Green Vacancies by Occupation
Read the summary below or download the entire Chapter Five from the printed report.

The greening of Minnesota’s economy is most clearly observable at the occupational level, where new green tasks are being added to traditional occupational tasks. While green jobs are distributed across many occupations (see pie chart), nearly half of all green job vacancies are concentrated in three major occupational groups: Installation, Maintenance, and Repair; Architecture and Engineering; and Construction. A snapshot of each of the green occupational groups follows.
Installation, Maintenance, and Repair
Repair and maintenance services are needed throughout the green economy, but predominantly they contribute to energy efficiency by operating, installing, replacing, and fixing systems such as furnaces, boilers, HVAC systems, and factory equipment to optimize their use.
Architecture and Engineering
Engineers are the backbone of the green economy. Their range of activities includes developing new technology and incorporating it into products while ensuring quality and performance; identifying solutions to one-of-a-kind technical problems; and educating customers about the long-term environmental benefits of green solutions.
Construction
Construction occupations are involved in everything from building new and retrofitting existing structures to improve energy efficiency, to light rail and other transit projects, to erecting the towers and electric lines that connect wind turbines to the power grid.
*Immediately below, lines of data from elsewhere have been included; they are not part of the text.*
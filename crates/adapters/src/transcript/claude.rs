// SPDX-License-Identifier: BUSL-1.1
// Copyright (c) 2026 Alfred Jean LLC

//! Grounded on `original_source/src/ai_tts/adapters/claude.py`: session
//! detection walks `~/.claude/projects` for the longest-matching
//! transformed-pwd prefix; transcript extraction walks a JSONL transcript
//! from the end for the last assistant message.

use std::io::{BufRead, BufReader};
use std::path::{Path, PathBuf};

use serde_json::Value;
use ttsbus_core::session::SessionId;

use super::{pwd_transform, TranscriptAdapter, TranscriptError};

pub struct ClaudeTranscriptAdapter {
    projects_dir: PathBuf,
}

impl ClaudeTranscriptAdapter {
    pub fn new(projects_dir: impl Into<PathBuf>) -> Self {
        Self {
            projects_dir: projects_dir.into(),
        }
    }

    /// Finds the longest project folder name under `projects_dir` that is a
    /// prefix of `transformed_pwd`, Claude Code's own disambiguation rule
    /// when a project directory is nested inside another tracked one.
    fn longest_matching_project(&self, transformed_pwd: &str) -> Option<String> {
        let entries = std::fs::read_dir(&self.projects_dir).ok()?;
        entries
            .filter_map(|e| e.ok())
            .filter_map(|e| e.file_name().into_string().ok())
            .filter(|name| transformed_pwd.starts_with(name.as_str()))
            .max_by_key(|name| name.len())
    }
}

impl TranscriptAdapter for ClaudeTranscriptAdapter {
    fn name(&self) -> &'static str {
        "claude"
    }

    fn is_available(&self) -> bool {
        which::which("claude").is_ok()
    }

    fn detect_session(&self, project_dir: &Path) -> SessionId {
        let transformed = pwd_transform(project_dir);
        let name = self
            .longest_matching_project(&transformed)
            .unwrap_or(transformed);
        SessionId::new(name)
    }

    fn extract_text(&self, transcript_path: &Path) -> Result<String, TranscriptError> {
        let file = std::fs::File::open(transcript_path).map_err(|source| TranscriptError::Read {
            path: transcript_path.to_path_buf(),
            source,
        })?;
        let lines = read_lines_reversed(file, transcript_path)?;

        for line in lines {
            let Ok(entry) = serde_json::from_str::<Value>(&line) else {
                continue;
            };
            if entry.get("type").and_then(Value::as_str) != Some("message") {
                continue;
            }
            let message = entry.get("message").unwrap_or(&Value::Null);
            if message.get("role").and_then(Value::as_str) != Some("assistant") {
                continue;
            }
            if let Some(text) = extract_content(message.get("content").unwrap_or(&Value::Null)) {
                return Ok(text);
            }
        }
        Err(TranscriptError::NoAssistantMessage)
    }
}

fn extract_content(content: &Value) -> Option<String> {
    match content {
        Value::String(s) => Some(s.clone()),
        Value::Array(blocks) => {
            let joined: String = blocks
                .iter()
                .filter(|b| b.get("type").and_then(Value::as_str) == Some("text"))
                .filter_map(|b| b.get("text").and_then(Value::as_str))
                .collect::<Vec<_>>()
                .join("\n");
            if joined.is_empty() {
                None
            } else {
                Some(joined)
            }
        }
        _ => None,
    }
}

/// Reads every line of `file`, returning them oldest-to-caller-last, i.e.
/// ready to be iterated from the end of the transcript backwards.
fn read_lines_reversed(
    file: std::fs::File,
    path: &Path,
) -> Result<Vec<String>, TranscriptError> {
    let reader = BufReader::new(file);
    let mut lines: Vec<String> = reader
        .lines()
        .collect::<Result<_, _>>()
        .map_err(|source| TranscriptError::Read {
            path: path.to_path_buf(),
            source,
        })?;
    lines.reverse();
    Ok(lines)
}

#[cfg(test)]
#[path = "claude_tests.rs"]
mod tests;
// SPDX-License-Identifier: BUSL-1.1
// Copyright (c) 2026 Alfred Jean LLC

//! The persisted persona/queue configuration (`~/.ttsbus/config.json`).

use indexmap::IndexMap;
use serde::{Deserialize, Serialize};
use std::path::Path;

use crate::error::ConfigError;
use crate::persona::Persona;

/// How the scheduler signals a change of speaker before playing a message
/// from a different session/project than the one it just played (§4.5).
#[derive(Debug, Clone, Copy, PartialEq, Eq, Default, Serialize, Deserialize)]
#[serde(rename_all = "snake_case")]
pub enum SpeakerTransition {
    /// Play a short system chime before the message.
    #[default]
    Chime,
    /// Synthesize and play "`<project>` says:" before the message.
    Announce,
    /// No transition cue.
    None,
}

/// Queue-behavior knobs (§4.1/§4.5): depth/age bounds, the speaker-transition
/// cue, the coalescing toggle, and the scheduler's idle-poll period.
#[derive(Debug, Clone, PartialEq, Serialize, Deserialize)]
#[serde(default)]
pub struct QueueConfig {
    /// Maximum number of queued messages; on overflow the oldest are dropped
    /// first (drop-head).
    pub max_depth: usize,
    /// Maximum age, in seconds, a queued message may reach before it is
    /// evicted unplayed.
    pub max_age_seconds: u64,
    pub speaker_transition: SpeakerTransition,
    /// Window, in milliseconds, within which same-session messages may be
    /// coalesced. Accepted and round-tripped; the scheduler does not
    /// currently implement coalescing (§9A).
    pub coalesce_rapid_ms: u64,
    /// Scheduler loop idle-poll period, in milliseconds.
    pub idle_poll_ms: u64,
}

impl Default for QueueConfig {
    fn default() -> Self {
        Self {
            max_depth: 20,
            max_age_seconds: 300,
            speaker_transition: SpeakerTransition::default(),
            coalesce_rapid_ms: 500,
            idle_poll_ms: 100,
        }
    }
}

/// Top-level persisted configuration.
#[derive(Debug, Clone, PartialEq, Serialize, Deserialize)]
#[serde(default)]
pub struct PersonaConfig {
    /// Persona used when nothing more specific resolves one.
    pub active_persona: String,
    /// Whether newly-seen sessions start muted.
    pub default_muted: bool,
    /// Messages longer than this are truncated (with a trailing `...`) before
    /// synthesis.
    pub max_chars: usize,
    /// Registered personas, keyed by name.
    pub personas: IndexMap<String, Persona>,
    /// Project path (as registered via `ttsbus persona set-default --project`)
    /// to persona name, consulted above `active_persona` in the resolution
    /// order but below an explicit session persona.
    pub project_personas: IndexMap<String, String>,
    pub queue: QueueConfig,
}

impl Default for PersonaConfig {
    fn default() -> Self {
        let mut personas = IndexMap::new();
        personas.insert(
            "default".to_string(),
            Persona {
                name: "default".into(),
                voice: "en_US-amy-medium.onnx".into(),
                speed: 1.0,
                speed_method: crate::persona::SpeedMethod::default(),
                speaker: None,
                length_scale: None,
                playback_boost: None,
            },
        );
        Self {
            active_persona: "default".into(),
            default_muted: true,
            max_chars: 10_000,
            personas,
            project_personas: IndexMap::new(),
            queue: QueueConfig::default(),
        }
    }
}

impl PersonaConfig {
    /// Loads config from `path`, or returns the default config if the file
    /// does not exist yet.
    pub fn load(path: &Path) -> Result<Self, ConfigError> {
        match std::fs::read_to_string(path) {
            Ok(contents) => {
                serde_json::from_str(&contents).map_err(|source| ConfigError::Parse {
                    path: path.to_path_buf(),
                    source,
                })
            }
            Err(e) if e.kind() == std::io::ErrorKind::NotFound => Ok(Self::default()),
            Err(source) => Err(ConfigError::Read {
                path: path.to_path_buf(),
                source,
            }),
        }
    }

    /// Writes config to `path` via the atomic write-temp-then-rename pattern
    /// used throughout the state directory (see `ttsbus_storage::atomic`).
    pub fn save(&self, path: &Path) -> Result<(), ConfigError> {
        let json = serde_json::to_string_pretty(self).map_err(|source| ConfigError::Parse {
            path: path.to_path_buf(),
            source,
        })?;
        let tmp = path.with_extension("json.tmp");
        std::fs::write(&tmp, json).map_err(|source| ConfigError::Write {
            path: tmp.clone(),
            source,
        })?;
        std::fs::rename(&tmp, path).map_err(|source| ConfigError::Write {
            path: path.to_path_buf(),
            source,
        })
    }

    pub fn persona(&self, name: &str) -> Result<&Persona, ConfigError> {
        self.personas
            .get(name)
            .ok_or_else(|| ConfigError::UnknownPersona(name.to_string()))
    }

    /// The persona registered as the default for `project_dir`, if any.
    pub fn project_persona(&self, project_dir: &str) -> Option<&Persona> {
        self.project_personas
            .get(project_dir)
            .and_then(|name| self.personas.get(name))
    }

    pub fn active_persona(&self) -> Result<&Persona, ConfigError> {
        self.persona(&self.active_persona)
    }
}

#[cfg(test)]
#[path = "config_tests.rs"]
mod tests;
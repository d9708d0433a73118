// SPDX-License-Identifier: BUSL-1.1
// Copyright (c) 2026 Alfred Jean LLC

//! The queue directory (§4.1): one JSON file per pending message, named
//! `<timestamp:.6>_<id>.json` so directory listing order is also arrival
//! order. Corrupt entries are tolerated the way a WAL tolerates a torn
//! write: warn, drop the one bad file, keep going.

use std::path::{Path, PathBuf};
use std::time::{SystemTime, UNIX_EPOCH};
use tracing::warn;

use ttsbus_core::id::IdGen;
use ttsbus_core::message::Message;

#[derive(Debug, thiserror::Error)]
pub enum QueueError {
    #[error(transparent)]
    Write(#[from] crate::atomic::AtomicWriteError),
    #[error("failed to read queue directory {path}: {source}")]
    ReadDir {
        path: PathBuf,
        #[source]
        source: std::io::Error,
    },
}

/// One message on disk, paired with the file it lives in.
pub struct QueueEntry {
    pub path: PathBuf,
    pub message: Message,
}

pub struct QueueDirectory {
    dir: PathBuf,
}

impl QueueDirectory {
    pub fn new(dir: impl Into<PathBuf>) -> Self {
        Self { dir: dir.into() }
    }

    pub fn path(&self) -> &Path {
        &self.dir
    }

    /// Writes `message` as a new queue file, returning the path written.
    pub fn enqueue(&self, message: &Message, ids: &dyn IdGen) -> Result<PathBuf, QueueError> {
        let ts = message.timestamp();
        let id = ids.next();
        let filename = format!("{ts:.6}_{id}.json");
        let path = self.dir.join(filename);
        let json = serde_json::to_vec(message).unwrap_or_default();
        crate::atomic::write_atomic(&crate::atomic::FsAtomicWriter, &path, &json)?;
        Ok(path)
    }

    /// Lists all queued messages in arrival order, dropping (and logging)
    /// any file that fails to parse as a [`Message`].
    pub fn list(&self) -> Result<Vec<QueueEntry>, QueueError> {
        let read_dir = match std::fs::read_dir(&self.dir) {
            Ok(rd) => rd,
            Err(e) if e.kind() == std::io::ErrorKind::NotFound => return Ok(Vec::new()),
            Err(source) => {
                return Err(QueueError::ReadDir {
                    path: self.dir.clone(),
                    source,
                })
            }
        };

        let mut paths: Vec<PathBuf> = read_dir
            .filter_map(|e| e.ok())
            .map(|e| e.path())
            .filter(|p| p.extension().and_then(|e| e.to_str()) == Some("json"))
            .collect();
        paths.sort();

        let mut entries = Vec::with_capacity(paths.len());
        for path in paths {
            match std::fs::read(&path).and_then(|bytes| {
                serde_json::from_slice::<Message>(&bytes).map_err(std::io::Error::other)
            }) {
                Ok(message) => entries.push(QueueEntry { path, message }),
                Err(error) => {
                    warn!(path = %path.display(), %error, "corrupt queue entry, dropping");
                    let _ = std::fs::remove_file(&path);
                }
            }
        }
        Ok(entries)
    }

    pub fn delete(&self, path: &Path) -> Result<(), QueueError> {
        match std::fs::remove_file(path) {
            Ok(()) => Ok(()),
            Err(e) if e.kind() == std::io::ErrorKind::NotFound => Ok(()),
            Err(source) => Err(QueueError::ReadDir {
                path: path.to_path_buf(),
                source,
            }),
        }
    }

    /// Deletes every queued entry older than `max_age_secs` relative to
    /// `now`, returning how many were evicted.
    pub fn evict_stale(&self, max_age_secs: u64, now: SystemTime) -> Result<usize, QueueError> {
        let now_epoch = now
            .duration_since(UNIX_EPOCH)
            .unwrap_or_default()
            .as_secs_f64();
        let mut evicted = 0;
        for entry in self.list()? {
            let age = now_epoch - entry.message.timestamp();
            if age > max_age_secs as f64 {
                self.delete(&entry.path)?;
                evicted += 1;
            }
        }
        Ok(evicted)
    }

    /// Drops the oldest entries until at most `max_depth` remain (drop-head
    /// on overflow, per §4.5).
    pub fn enforce_depth(&self, max_depth: usize) -> Result<usize, QueueError> {
        let entries = self.list()?;
        if entries.len() <= max_depth {
            return Ok(0);
        }
        let overflow = entries.len() - max_depth;
        for entry in entries.into_iter().take(overflow) {
            self.delete(&entry.path)?;
        }
        Ok(overflow)
    }
}

#[cfg(test)]
#[path = "queue_tests.rs"]
mod tests;
// SPDX-License-Identifier: BUSL-1.1
// Copyright (c) 2026 Alfred Jean LLC

//! The playback state store (§4.3): pause/resume, the in-flight audio child
//! PID, and the one-message replay buffer used when a restart interrupts
//! mid-speech playback.

use serde::{Deserialize, Serialize};

use crate::message::SpeechMessage;

/// Persisted at `<state_dir>/playback.json`, read fresh (bypassing any
/// cache) on every scheduler tick.
#[derive(Debug, Clone, Default, PartialEq, Serialize, Deserialize)]
#[serde(default)]
pub struct PlaybackState {
    pub paused: bool,
    /// PID of the currently playing audio subprocess, if any is in flight.
    pub audio_pid: Option<u32>,
    /// The message that was being spoken when playback was last interrupted,
    /// copied from the queue entry before its file is deleted and replayed
    /// from the start once playback is no longer paused (§9A: replay is
    /// unconditional, not gated behind a config knob).
    pub current_message: Option<SpeechMessage>,
    pub updated_at: f64,
}

/// A partial update to [`PlaybackState`]. Each `Option<Option<_>>` field
/// distinguishes "leave unchanged" (`None`) from "set to a new value,
/// possibly clearing it" (`Some(value)`), the idiomatic rendering of a
/// sentinel-value update.
#[derive(Debug, Clone, Default)]
pub struct PlaybackStateUpdate {
    pub paused: Option<bool>,
    pub audio_pid: Option<Option<u32>>,
    pub current_message: Option<Option<SpeechMessage>>,
    pub updated_at: Option<f64>,
}

impl PlaybackStateUpdate {
    pub fn set_paused(paused: bool) -> Self {
        Self {
            paused: Some(paused),
            ..Default::default()
        }
    }

    pub fn set_audio_pid(pid: u32) -> Self {
        Self {
            audio_pid: Some(Some(pid)),
            ..Default::default()
        }
    }

    pub fn clear_audio_pid() -> Self {
        Self {
            audio_pid: Some(None),
            ..Default::default()
        }
    }

    pub fn set_current_message(msg: SpeechMessage) -> Self {
        Self {
            current_message: Some(Some(msg)),
            ..Default::default()
        }
    }

    pub fn clear_current_message() -> Self {
        Self {
            current_message: Some(None),
            ..Default::default()
        }
    }

    pub fn at(mut self, updated_at: f64) -> Self {
        self.updated_at = Some(updated_at);
        self
    }
}

impl PlaybackState {
    /// Applies a partial update in place, leaving untouched fields as-is.
    pub fn apply(&mut self, update: PlaybackStateUpdate) {
        if let Some(paused) = update.paused {
            self.paused = paused;
        }
        if let Some(audio_pid) = update.audio_pid {
            self.audio_pid = audio_pid;
        }
        if let Some(current_message) = update.current_message {
            self.current_message = current_message;
        }
        if let Some(updated_at) = update.updated_at {
            self.updated_at = updated_at;
        }
    }
}

#[cfg(test)]
#[path = "playback_state_tests.rs"]
mod tests;
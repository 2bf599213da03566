//! Metadata indexing module
//!
//! This module turns a directory of recorder sidecar files into a query result:
//! - Listing `.meta` files in the base directory
//! - Parsing and validating each record
//! - Filtering by time range and device
//! - Grouping by timestamp, device and stream type

pub mod aggregate;
pub mod record;
pub mod scanner;

pub use aggregate::{aggregate, Aggregation, QueryFilter};
pub use record::{parse_record, MetadataRecord};
pub use scanner::{scan_directory, scan_directory_with_summary};
//! Application state management
//!
//! The state only carries configuration. Every query rescans the metadata
//! directory, so nothing is shared between requests beyond these settings.

use crate::config::{IndexConfig, ServerConfig};

/// Shared application state
#[derive(Debug, Clone)]
pub struct AppState {
    pub config: ServerConfig,
}

impl AppState {
    /// Create a new AppState with the given configuration
    pub fn new(config: ServerConfig) -> Self {
        Self { config }
    }

    /// Create AppState with default configuration
    pub fn with_defaults() -> Self {
        Self::new(ServerConfig::default())
    }

    /// Metadata index settings
    pub fn index_config(&self) -> &IndexConfig {
        &self.config.index
    }
}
Management and Business Specialists
These occupations are critically important to the future of the green economy because of the role they play in market creation, customer education, organizational development, and regulatory compliance. Business operations specialists have the highest concentration of new green job titles in Minnesota, reflecting the emergence of new green subspecialties such as regulatory affairs and environmental compliance managers, lean supply chain managers, logistics analysts and green marketers.
Life and Physical Scientists
These occupations not only conduct laboratory research, but they help get products from the research and development stage into production. They also assist engineers, architects and construction managers to incorporate ecological concepts into buildings, landscape and remediation design. An emerging area of activity for life scientists is green product certification.
Green Production
In general, green production jobs involve the performance of traditional production tasks that happen to be essential to the production of a green product. In Minnesota these workers: separate recyclable from non-recyclable material in recycling plants; operate and troubleshoot machines predominantly used to make green products (e.g. water filtration membranes); monitor and operate machinery and pumps in municipal wastewater treatment facilities; and operate and ensure efficient use of boilers.
Sales and Related
The sale of many green products often requires specialized knowledge in order to demonstrate the product’s benefits to the customer and to obtain constant feedback on product uses and areas of improvement. Green sales and related jobs are most often technical sales representatives.
Green Transportation
Green transportation jobs in Minnesota involve collecting recyclable goods and driving public buses or passenger trains.
Other Occupations
Other occupations where green jobs are found typically include agricultural, forestry, & conservation and building & grounds maintenance jobs.